Les responsables informatiques des écoles sont inquiets. Pas à propos de la technologie elle-même. C’est l’argent. Le personnel. Le simple manque d’expertise. Un nouveau rapport indique que des progrès sont réalisés en matière de lignes directrices en matière d’intelligence artificielle et d’outils de contrôle. Mais les fondations sont fragiles.
Le rapport annuel sur l’état de l’EdTech a interrogé environ 600 CTO. Le résultat ? L’adoption de l’IA explose. Près de 80 pour cent des districts disposent de lignes directrices en matière d’IA. En hausse par rapport à 57 % en 2025. Ce bond est fou. Surtout quand on considère le nombre de petites écoles rurales qui existent. Keith Krueger, PDG de CoSN, qualifie cela de « choquant ». Au moins, les orientations avancent rapidement. C’est une étape fondamentale.
« Nous constatons un mouvement », note Krueger.
Mais le mouvement se heurte à un mur. Le mur s’appelle ressources. Ou plutôt. Leur absence. Les écoles ne peuvent pas former tout le monde. Pas assez d’argent. Pas assez de temps. Il ne s’agit pas seulement d’apprendre à cliquer sur un bouton. Il s’agit de changer la façon de penser des administrateurs. Comment ils utilisent les outils. La formation doit être de qualité. Ou alors ça ne veut rien dire.
Les districts veulent-ils des mandats ? Non, ils aiment les lignes directrices. Fixé par le district ou l’État. Mais les mandats fédéraux ou étatiques ? Oublie ça. L’approbation du conseil d’administration prend une éternité. L’IA change du jour au lendemain. On ne fige pas la politique dans le marbre lorsque la technologie évolue quotidiennement.
« Les choses évoluent rapidement », prévient Krueger.
Alors, que font les écoles ? Principalement former le personnel à l’IA générative pour l’instruction. 70 pour cent d’entre eux le font. Des outils de productivité pour les enseignants ? Environ la moitié. Mais l’IA opérationnelle représente le grand pas en avant. De 37 pour cent l’année dernière à 64 pour cent maintenant. Les tâches d’administration fonctionnent plus facilement que l’enseignement. Moins de la moitié des initiatives touchent réellement l’apprentissage des élèves. Krueger appelle cela un « fruit à portée de main ». La facilité opérationnelle avant la révolution pédagogique. Il faut du temps pour entrer directement en classe. Ne vous précipitez pas.

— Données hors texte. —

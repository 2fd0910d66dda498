//! Report types produced by the analysis strategies.
//!
//! Reports are plain values: created once per invocation and handed to the
//! caller. They derive `Serialize` for the CLI's JSON output.

use serde::{Deserialize, Serialize};

use super::AnalysisKind;

/// Outcome of running one strategy over a text.
#[derive(Debug, Clone, PartialEq, Serialize, Deserialize)]
pub struct AnalysisReport {
    /// Which strategy produced this report.
    pub kind: AnalysisKind,
    /// Case-folded target word (word frequency only).
    #[serde(skip_serializing_if = "Option::is_none")]
    pub word: Option<String>,
    /// The computed value.
    pub metric: Metric,
    /// Human-readable message embedding the value.
    pub message: String,
}

/// Numeric result of an analysis.
#[derive(Debug, Clone, Copy, PartialEq, Serialize, Deserialize)]
#[serde(tag = "type", content = "value", rename_all = "snake_case")]
pub enum Metric {
    /// A ratio in `0.0..=1.0`.
    Ratio(f64),
    /// A plain count.
    Count(usize),
}

impl Metric {
    /// The value as a float, whatever its variant.
    #[allow(clippy::cast_precision_loss)]
    pub fn as_f64(&self) -> f64 {
        match *self {
            Self::Ratio(r) => r,
            Self::Count(c) => c as f64,
        }
    }
}

impl std::fmt::Display for Metric {
    fn fmt(&self, f: &mut std::fmt::Formatter<'_>) -> std::fmt::Result {
        match self {
            Self::Ratio(r) => write!(f, "{r:.4}"),
            Self::Count(c) => write!(f, "{c}"),
        }
    }
}

#[cfg(test)]
mod tests {
    use super::*;

    #[test]
    fn ratio_displays_four_decimals() {
        assert_eq!(Metric::Ratio(2.0 / 3.0).to_string(), "0.6667");
        assert_eq!(Metric::Ratio(0.0).to_string(), "0.0000");
    }

    #[test]
    fn count_displays_integer() {
        assert_eq!(Metric::Count(3).to_string(), "3");
    }

    #[test]
    fn metric_serializes_tagged() {
        let json = serde_json::to_value(Metric::Count(4)).unwrap();
        assert_eq!(json["type"], "count");
        assert_eq!(json["value"], 4);
    }
}
//! Text analysis strategies.
//!
//! A closed family of three stateless analyses, each a pure function in its
//! own module. [`Strategy`] ties them together behind one `analyze`
//! capability; [`crate::selector`] picks one at runtime.

pub mod punctuation_count;
pub mod reports;
pub mod sentence_count;
pub mod word_frequency;

use serde::{Deserialize, Serialize};

pub use reports::{AnalysisReport, Metric};
pub use word_frequency::WordFrequency;

use crate::log::AnalysisLog;
use crate::selector::AnalysisRequest;

/// The kinds of analysis a user can select.
#[derive(Debug, Clone, Copy, PartialEq, Eq, Hash, Deserialize, Serialize)]
#[serde(rename_all = "kebab-case")]
pub enum AnalysisKind {
    /// Relative frequency of a target word.
    WordFrequency,
    /// Number of sentences.
    SentenceCount,
    /// Number of punctuation marks.
    PunctuationCount,
}

impl AnalysisKind {
    /// Every kind, in menu order.
    pub const ALL: [Self; 3] = [
        Self::WordFrequency,
        Self::SentenceCount,
        Self::PunctuationCount,
    ];

    /// Returns the selection label for this kind.
    pub const fn as_str(&self) -> &'static str {
        match self {
            Self::WordFrequency => "word-frequency",
            Self::SentenceCount => "sentence-count",
            Self::PunctuationCount => "punctuation-count",
        }
    }

    /// Look up a kind by its label.
    ///
    /// Matching ignores case and surrounding whitespace, and accepts `_` in
    /// place of `-`. Unknown labels return `None`.
    pub fn from_label(label: &str) -> Option<Self> {
        let normalized = label.trim().to_ascii_lowercase().replace('_', "-");
        Self::ALL
            .into_iter()
            .find(|kind| kind.as_str() == normalized)
    }

    /// Whether this kind uses the target word parameter.
    pub const fn takes_word(&self) -> bool {
        matches!(self, Self::WordFrequency)
    }
}

impl std::fmt::Display for AnalysisKind {
    fn fmt(&self, f: &mut std::fmt::Formatter<'_>) -> std::fmt::Result {
        f.write_str(self.as_str())
    }
}

/// A constructed, ready-to-run analysis.
#[derive(Debug, Clone, PartialEq, Eq)]
pub enum Strategy {
    /// Relative frequency of a target word.
    WordFrequency(WordFrequency),
    /// Number of sentences.
    SentenceCount,
    /// Number of punctuation marks.
    PunctuationCount,
}

impl Strategy {
    /// Construct the strategy for `kind`.
    ///
    /// `word` is only consulted for [`AnalysisKind::WordFrequency`]; a
    /// missing word becomes an empty target that never matches.
    pub fn new(kind: AnalysisKind, word: Option<&str>) -> Self {
        match kind {
            AnalysisKind::WordFrequency => {
                Self::WordFrequency(WordFrequency::new(word.unwrap_or_default()))
            }
            AnalysisKind::SentenceCount => Self::SentenceCount,
            AnalysisKind::PunctuationCount => Self::PunctuationCount,
        }
    }

    /// The strategy `request` selects, or `None` when it selects nothing.
    pub fn select(request: &AnalysisRequest) -> Option<Self> {
        request
            .kind
            .map(|kind| Self::new(kind, request.word.as_deref()))
    }

    /// The kind this strategy implements.
    pub const fn kind(&self) -> AnalysisKind {
        match self {
            Self::WordFrequency(_) => AnalysisKind::WordFrequency,
            Self::SentenceCount => AnalysisKind::SentenceCount,
            Self::PunctuationCount => AnalysisKind::PunctuationCount,
        }
    }

    /// Compute the report without touching the log.
    pub fn evaluate(&self, text: &str) -> AnalysisReport {
        match self {
            Self::WordFrequency(strategy) => strategy.evaluate(text),
            Self::SentenceCount => sentence_count::analyze_sentence_count(text),
            Self::PunctuationCount => punctuation_count::analyze_punctuation_count(text),
        }
    }

    /// Run the analysis, record its message in `log`, and return the report.
    pub fn run(&self, text: &str, log: &mut AnalysisLog) -> AnalysisReport {
        let report = self.evaluate(text);
        log.append(report.message.clone());
        report
    }

    /// Run the analysis and return only its message.
    pub fn analyze(&self, text: &str, log: &mut AnalysisLog) -> String {
        self.run(text, log).message
    }
}

#[cfg(test)]
mod tests {
    use super::*;

    #[test]
    fn labels_round_trip() {
        for kind in AnalysisKind::ALL {
            assert_eq!(AnalysisKind::from_label(kind.as_str()), Some(kind));
        }
    }

    #[test]
    fn labels_are_forgiving() {
        assert_eq!(
            AnalysisKind::from_label(" Sentence_Count "),
            Some(AnalysisKind::SentenceCount)
        );
        assert_eq!(AnalysisKind::from_label("frequency"), None);
        assert_eq!(AnalysisKind::from_label(""), None);
    }

    #[test]
    fn only_word_frequency_takes_word() {
        assert!(AnalysisKind::WordFrequency.takes_word());
        assert!(!AnalysisKind::SentenceCount.takes_word());
        assert!(!AnalysisKind::PunctuationCount.takes_word());
    }

    #[test]
    fn kind_deserializes_from_kebab_case() {
        let kind: AnalysisKind = serde_json::from_str("\"punctuation-count\"").unwrap();
        assert_eq!(kind, AnalysisKind::PunctuationCount);
    }

    #[test]
    fn strategy_reports_its_kind() {
        for kind in AnalysisKind::ALL {
            assert_eq!(Strategy::new(kind, Some("x")).kind(), kind);
        }
    }

    #[test]
    fn select_follows_request() {
        assert_eq!(Strategy::select(&AnalysisRequest::default()), None);
        let request = AnalysisRequest::new(AnalysisKind::WordFrequency).with_word(" Cat ");
        assert_eq!(
            Strategy::select(&request),
            Some(Strategy::WordFrequency(WordFrequency::new("cat")))
        );
    }

    #[test]
    fn word_is_ignored_for_counts() {
        let strategy = Strategy::new(AnalysisKind::SentenceCount, Some("ignored"));
        assert_eq!(strategy, Strategy::SentenceCount);
    }

    #[test]
    fn analyze_appends_to_log() {
        let mut log = AnalysisLog::new();
        let strategy = Strategy::new(AnalysisKind::PunctuationCount, None);
        let message = strategy.analyze("Hi, there! How are you?", &mut log);
        assert_eq!(message, "Number of punctuation marks: 3");
        assert_eq!(log.entries(), [message.as_str()]);
    }

    #[test]
    fn repeated_runs_are_identical_but_logged_each_time() {
        let mut log = AnalysisLog::new();
        let strategy = Strategy::new(AnalysisKind::WordFrequency, Some("Hello"));
        let text = "Hello world. Hello!";
        let first = strategy.analyze(text, &mut log);
        let second = strategy.analyze(text, &mut log);
        assert_eq!(first, second);
        assert_eq!(log.len(), 2);
    }

    #[test]
    fn empty_text_is_well_formed_for_every_kind() {
        let mut log = AnalysisLog::new();
        for kind in AnalysisKind::ALL {
            let report = Strategy::new(kind, Some("word")).run("", &mut log);
            assert_eq!(report.metric.as_f64(), 0.0);
        }
        assert_eq!(log.len(), 3);
    }
}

La cybersécurité est un cauchemar
98 % des personnes interrogées ont peur des cyberattaques basées sur l’IA. Effrayé. Deux pour cent ne sont pas du tout concernés. Le même nombre s’inquiète de la confidentialité des données des étudiants.
Voici le kicker. Les deux tiers d’entre eux déclarent manquer de budget ou de personnel pour lutter contre ce fléau.
Le piratage d’Instructure en mai a été brutal. Rançons payées. Les plateformes sont fermées. L’un des plus grands systèmes éducatifs du monde s’est effondré. Le coût de ne pas investir ? Haute visibilité. De vrais dégâts. Krueger crie depuis 17 ans que la sécurité est un problème. Les surintendants l’entendent enfin. Les conseils d’administration l’entendent enfin. Peut être. C’est un point de bascule. Peut-être cesseront-ils de considérer les réseaux à large bande comme des risques facultatifs pour la sécurité. Peut-être pas. Il n’y a pas assez d’humains dans les écoles pour garder les portes numériques.
La vérification est interrompue
Il y a un problème bouillonnant derrière tout ce battage médiatique. Qui vérifie le logiciel ? Le contrecoup du temps d’écran est réel. Les États demandent un meilleur contrôle. Mais qui le fait ?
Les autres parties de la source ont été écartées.